Glucocorticoids are well recognized for their diabetogenic potential, risk of elevated blood pressure with long‐term use, and effect on lipid changes. Altered glucose control with glucocorticoid steroid use is related to several mechanisms. These include increased hepatic gluconeogenesis, the direct suppression of insulin secretion from pancreatic cells, and increasing body weight and, thus, insulin resistance with impaired glucose uptake. 39 The hyperosmolar nonketotic syndrome has been reported in patients with early subclinical diabetes or glucose intolerance on glucocorticoid steroid treatment. 39
TREATMENT OF DRUG‐INDUCED METABOLIC SYNDROME
Health providers and the public are increasingly aware of overweight and obesity as a health risk. The metabolic syndrome as a multiplex of risk factors for CV disease deserves more attention by health providers and further education of the public as to its significance.
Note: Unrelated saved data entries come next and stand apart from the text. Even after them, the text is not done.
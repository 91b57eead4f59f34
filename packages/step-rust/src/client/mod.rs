//! Remote operation clients.
//!
//! [`OperationClient`] is the seam between the poller and the remote
//! service. [`AakaasClient`] implements it against the AAKaaS OData package
//! service; tests substitute scripted implementations.

pub mod aakaas;
pub mod http;

use async_trait::async_trait;

use aakaas_core::{OperationHandle, PublishRequest, StatusReport};

use crate::error::ClientError;

pub use aakaas::{AakaasClient, Connection};

/// Submits a long-running remote operation and reports its status.
#[async_trait]
pub trait OperationClient: Send + Sync {
    /// Payload returned with a successful status.
    type Payload: Send + 'static;

    /// Triggers the remote operation.
    ///
    /// Creates at most one remote job per successful call. The remote side is
    /// not assumed to be idempotent, so callers must not retry this blindly.
    async fn submit(&self, request: &PublishRequest) -> Result<OperationHandle, ClientError>;

    /// Reads the current status of a submitted operation.
    ///
    /// Read-only and safe to repeat. A `ClientError::Transport` does not
    /// invalidate the handle.
    async fn check_status(
        &self,
        handle: &OperationHandle,
    ) -> Result<StatusReport<Self::Payload>, ClientError>;
}
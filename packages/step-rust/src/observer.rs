//! Progress hooks for polling sessions.
//!
//! The poller reports every step of a session through a [`PollObserver`]
//! handed to it at construction instead of writing to process-wide logging
//! state. [`TracingObserver`] forwards to `tracing`; tests plug in recorders.

use std::time::Duration;

use tracing::{debug, info, warn};

use aakaas_core::{OperationHandle, OperationStatus};

use crate::error::ClientError;

/// Receives notifications about a polling session. All methods default to
/// no-ops.
pub trait PollObserver: Send + Sync {
    /// The remote operation was accepted.
    fn submitted(&self, _handle: &OperationHandle) {}

    /// Submitting failed; the session ends without polling.
    fn submit_failed(&self, _error: &ClientError) {}

    /// Status check number `check` (1-based) completed.
    fn status_checked(
        &self,
        _handle: &OperationHandle,
        _check: u32,
        _status: OperationStatus,
        _reason: Option<&str>,
    ) {
    }

    /// Status check number `check` failed.
    fn check_failed(&self, _handle: &OperationHandle, _check: u32, _error: &ClientError) {}

    /// The session produced its result.
    fn finished(&self, _outcome: &'static str, _checks: u32, _elapsed: Duration) {}
}

/// Observer that emits structured `tracing` events.
#[derive(Debug, Clone, Copy, Default)]
pub struct TracingObserver;

impl PollObserver for TracingObserver {
    fn submitted(&self, handle: &OperationHandle) {
        info!(
            target_vector = handle.id(),
            scope = handle.scope().code(),
            "Waiting for target vector publishing to finish"
        );
    }

    fn submit_failed(&self, error: &ClientError) {
        warn!(category = error.category().as_str(), error = %error, "publication could not be triggered");
    }

    fn status_checked(
        &self,
        handle: &OperationHandle,
        check: u32,
        status: OperationStatus,
        reason: Option<&str>,
    ) {
        if status.is_terminal() {
            info!(
                target_vector = handle.id(),
                check,
                status = status.as_str(),
                reason = reason.unwrap_or_default(),
                "terminal status reached"
            );
        } else {
            debug!(
                target_vector = handle.id(),
                check,
                status = status.as_str(),
                reason = reason.unwrap_or_default(),
                "status checked"
            );
        }
    }

    fn check_failed(&self, handle: &OperationHandle, check: u32, error: &ClientError) {
        if error.is_transient() {
            warn!(target_vector = handle.id(), check, error = %error, "status check failed, polling continues");
        } else {
            warn!(target_vector = handle.id(), check, error = %error, "status check rejected");
        }
    }

    fn finished(&self, outcome: &'static str, checks: u32, elapsed: Duration) {
        #[allow(clippy::cast_possible_truncation)]
        let duration_ms = elapsed.as_millis() as u64;
        info!(outcome, checks, duration_ms, "polling session complete");
    }
}
//! Time budget of a polling session.

use std::time::Duration;

/// Maximum runtime and polling cadence of one polling session.
///
/// The only way to obtain a `PollBudget` is through a validating
/// constructor, so every instance satisfies `0 < interval <= max_runtime`.
#[derive(Debug, Clone, Copy, PartialEq, Eq)]
pub struct PollBudget {
    max_runtime: Duration,
    interval: Duration,
}

/// Rejected budget configuration.
#[derive(Debug, Clone, PartialEq, Eq, thiserror::Error)]
pub enum BudgetError {
    #[error("polling interval must be greater than zero")]
    ZeroInterval,
    #[error("maximum runtime must be greater than zero")]
    ZeroRuntime,
    #[error("{field} must not be negative, got {value}")]
    Negative { field: &'static str, value: i64 },
    #[error("polling interval {interval:?} exceeds maximum runtime {max_runtime:?}")]
    IntervalExceedsRuntime {
        interval: Duration,
        max_runtime: Duration,
    },
}

impl PollBudget {
    /// Default maximum runtime in minutes.
    pub const DEFAULT_MAX_RUNTIME_MINUTES: i64 = 5;
    /// Default polling interval in seconds.
    pub const DEFAULT_POLLING_INTERVAL_SECONDS: i64 = 30;

    /// Creates a budget after checking `0 < interval <= max_runtime`.
    ///
    /// # Errors
    ///
    /// Returns `BudgetError` when either duration is zero or the interval is
    /// longer than the maximum runtime.
    pub fn new(max_runtime: Duration, interval: Duration) -> Result<Self, BudgetError> {
        if interval.is_zero() {
            return Err(BudgetError::ZeroInterval);
        }
        if max_runtime.is_zero() {
            return Err(BudgetError::ZeroRuntime);
        }
        if interval > max_runtime {
            return Err(BudgetError::IntervalExceedsRuntime {
                interval,
                max_runtime,
            });
        }
        Ok(Self {
            max_runtime,
            interval,
        })
    }

    /// Creates a budget from the step's integer configuration values.
    ///
    /// # Errors
    ///
    /// Returns `BudgetError::Negative` for negative inputs, otherwise the
    /// same errors as [`PollBudget::new`].
    pub fn from_minutes_and_seconds(
        max_runtime_minutes: i64,
        polling_interval_seconds: i64,
    ) -> Result<Self, BudgetError> {
        let minutes = u64::try_from(max_runtime_minutes).map_err(|_| BudgetError::Negative {
            field: "maxRuntimeInMinutes",
            value: max_runtime_minutes,
        })?;
        let seconds =
            u64::try_from(polling_interval_seconds).map_err(|_| BudgetError::Negative {
                field: "pollingIntervalInSeconds",
                value: polling_interval_seconds,
            })?;
        Self::new(
            Duration::from_secs(minutes.saturating_mul(60)),
            Duration::from_secs(seconds),
        )
    }

    /// Total wall-clock time the session may spend polling.
    #[must_use]
    pub fn max_runtime(&self) -> Duration {
        self.max_runtime
    }

    /// Wait between two status checks.
    #[must_use]
    pub fn interval(&self) -> Duration {
        self.interval
    }
}

impl Default for PollBudget {
    fn default() -> Self {
        Self {
            max_runtime: Duration::from_secs(5 * 60),
            interval: Duration::from_secs(30),
        }
    }
}
mod common;

use std::time::Duration;

use aakaas_step::{execute, run_step, Clock, ErrorCategory, ManualClock, StepError};
use wiremock::matchers::{method, path};
use wiremock::{Mock, MockServer, ResponseTemplate};

use common::{
    args_for, hits, mount_submit, publish_path, status_path, tv_response, LogCapture, PASSWORD,
    USERNAME,
};

#[tokio::test]
async fn publishes_to_test_after_running_checks() {
    let server = MockServer::start().await;
    mount_submit(&server).await;
    Mock::given(method("GET"))
        .and(path(status_path()))
        .respond_with(tv_response("G", "R"))
        .up_to_n_times(2)
        .mount(&server)
        .await;
    Mock::given(method("GET"))
        .and(path(status_path()))
        .respond_with(tv_response("T", "S"))
        .mount(&server)
        .await;

    let clock = ManualClock::new();
    let config = args_for(&server, &[]).into_step_config().unwrap();
    let vector = run_step(config, clock.clone()).await.unwrap().unwrap();

    assert_eq!(vector.status, "T");
    assert_eq!(vector.product_name, "/DRNMSPC/PRD01");
    assert_eq!(hits(&server, &status_path()).await, 3);
    assert_eq!(hits(&server, &publish_path()).await, 1);
    assert_eq!(clock.now(), Duration::from_secs(60));
}

#[tokio::test]
async fn publish_error_status_is_remote_failure() {
    let server = MockServer::start().await;
    mount_submit(&server).await;
    Mock::given(method("GET"))
        .and(path(status_path()))
        .respond_with(tv_response("G", "E"))
        .mount(&server)
        .await;

    let config = args_for(&server, &["--targetVectorScope", "P"])
        .into_step_config()
        .unwrap();
    let err = run_step(config, ManualClock::new()).await.unwrap_err();

    assert_eq!(err.category(), ErrorCategory::Remote);
    assert!(err.to_string().contains("failed in AAKaaS"));
    assert_eq!(hits(&server, &status_path()).await, 1);
}

#[tokio::test]
async fn published_to_unexpected_scope_is_remote_failure() {
    let server = MockServer::start().await;
    mount_submit(&server).await;
    Mock::given(method("GET"))
        .and(path(status_path()))
        .respond_with(tv_response("T", "S"))
        .mount(&server)
        .await;

    let config = args_for(&server, &["--targetVectorScope", "P"])
        .into_step_config()
        .unwrap();
    let err = run_step(config, ManualClock::new()).await.unwrap_err();

    assert!(matches!(
        err,
        StepError::RemoteFailure { ref reason } if reason.contains("instead of expected state P")
    ));
}

#[tokio::test]
async fn always_running_times_out_after_two_checks() {
    let server = MockServer::start().await;
    mount_submit(&server).await;
    Mock::given(method("GET"))
        .and(path(status_path()))
        .respond_with(tv_response("G", "R"))
        .mount(&server)
        .await;

    let config = args_for(
        &server,
        &["--maxRuntimeInMinutes", "1", "--pollingIntervalInSeconds", "30"],
    )
    .into_step_config()
    .unwrap();
    let err = run_step(config, ManualClock::new()).await.unwrap_err();

    assert!(matches!(err, StepError::TimedOut { checks: 2, .. }));
    assert_eq!(err.category(), ErrorCategory::Timeout);
    assert_eq!(hits(&server, &status_path()).await, 2);
}

#[tokio::test]
async fn server_errors_during_polling_are_retried() {
    let server = MockServer::start().await;
    mount_submit(&server).await;
    Mock::given(method("GET"))
        .and(path(status_path()))
        .respond_with(ResponseTemplate::new(503))
        .up_to_n_times(2)
        .mount(&server)
        .await;
    Mock::given(method("GET"))
        .and(path(status_path()))
        .respond_with(tv_response("T", "S"))
        .mount(&server)
        .await;

    let config = args_for(&server, &[]).into_step_config().unwrap();
    let result = run_step(config, ManualClock::new()).await;

    assert!(result.is_ok());
    assert_eq!(hits(&server, &status_path()).await, 3);
}

#[tokio::test]
async fn rejected_credentials_stop_before_publishing() {
    let server = MockServer::start().await;
    Mock::given(method("GET"))
        .respond_with(ResponseTemplate::new(401))
        .mount(&server)
        .await;
    Mock::given(method("POST"))
        .respond_with(ResponseTemplate::new(200))
        .expect(0)
        .mount(&server)
        .await;

    let config = args_for(&server, &[]).into_step_config().unwrap();
    let err = run_step(config, ManualClock::new()).await.unwrap_err();

    assert_eq!(err.category(), ErrorCategory::Authentication);
    let message = err.to_string();
    assert!(!message.contains(USERNAME));
    assert!(!message.contains(PASSWORD));
}

#[tokio::test]
async fn invalid_scope_makes_no_network_calls() {
    let server = MockServer::start().await;

    let (result, report) =
        execute(args_for(&server, &["--targetVectorScope", "X"]), "corr-1").await;

    assert_eq!(result.unwrap_err().category(), ErrorCategory::Configuration);
    assert_eq!(report.error_code, "1");
    assert_eq!(report.error_category, "configuration");
    assert!(server.received_requests().await.unwrap_or_default().is_empty());
}

#[tokio::test]
async fn interval_longer_than_runtime_makes_no_network_calls() {
    let server = MockServer::start().await;

    let (result, report) = execute(
        args_for(
            &server,
            &["--maxRuntimeInMinutes", "1", "--pollingIntervalInSeconds", "61"],
        ),
        "corr-2",
    )
    .await;

    assert_eq!(result.unwrap_err().category(), ErrorCategory::Configuration);
    assert_eq!(report.correlation_id, "corr-2");
    assert!(server.received_requests().await.unwrap_or_default().is_empty());
}

#[tokio::test]
async fn huge_runtime_still_publishes() {
    let server = MockServer::start().await;
    mount_submit(&server).await;
    Mock::given(method("GET"))
        .and(path(status_path()))
        .respond_with(tv_response("T", "S"))
        .mount(&server)
        .await;

    let clock = ManualClock::new();
    clock.advance(Duration::from_secs(1));
    let config = args_for(&server, &["--maxRuntimeInMinutes", "9223372036854775807"])
        .into_step_config()
        .unwrap();
    let result = run_step(config, clock).await;

    assert!(result.is_ok());
    assert_eq!(hits(&server, &status_path()).await, 1);
}

#[tokio::test]
async fn step_logs_carry_correlation_id() {
    let server = MockServer::start().await;
    mount_submit(&server).await;
    Mock::given(method("GET"))
        .and(path(status_path()))
        .respond_with(tv_response("T", "S"))
        .mount(&server)
        .await;

    let capture = LogCapture::default();
    let subscriber = tracing_subscriber::fmt()
        .with_writer({
            let capture = capture.clone();
            move || capture.clone()
        })
        .with_ansi(false)
        .finish();
    let _default = tracing::subscriber::set_default(subscriber);

    let (result, _report) = execute(args_for(&server, &[]), "corr-4711").await;

    assert!(result.is_ok());
    let output = capture.contents();
    let publish_line = output
        .lines()
        .find(|line| line.contains("Publish target vector"))
        .unwrap();
    assert!(publish_line.contains("corr-4711"));
    let success_line = output
        .lines()
        .find(|line| line.contains("Success: Publishing finished"))
        .unwrap();
    assert!(success_line.contains("corr-4711"));
}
A weight‐reduction diet should be prescribed for all overweight and obese patients who are classified as having the metabolic syndrome. More aggressive approaches may be necessary for obese individuals with multiple metabolic syndrome risk factors. There is some evidence that the metabolic syndrome is more than the sum of its parts and that there may be synergistic relationships among some of its components, particularly dyslipidemia, hypertension, and hyperglycemia. Therefore, appropriate treatment of all of these disturbances is imperative in reducing CV risk in overweight or obese patients with the metabolic syndrome.
The choice of medications for a variety of conditions may affect one or more components of the metabolic syndrome. The association of medication use and development of the metabolic syndrome is increasingly being recognized with many common medications. Careful attention to drug choices should be given in all patients who are overweight or obese or who have other risk factors for diabetes or CV disease.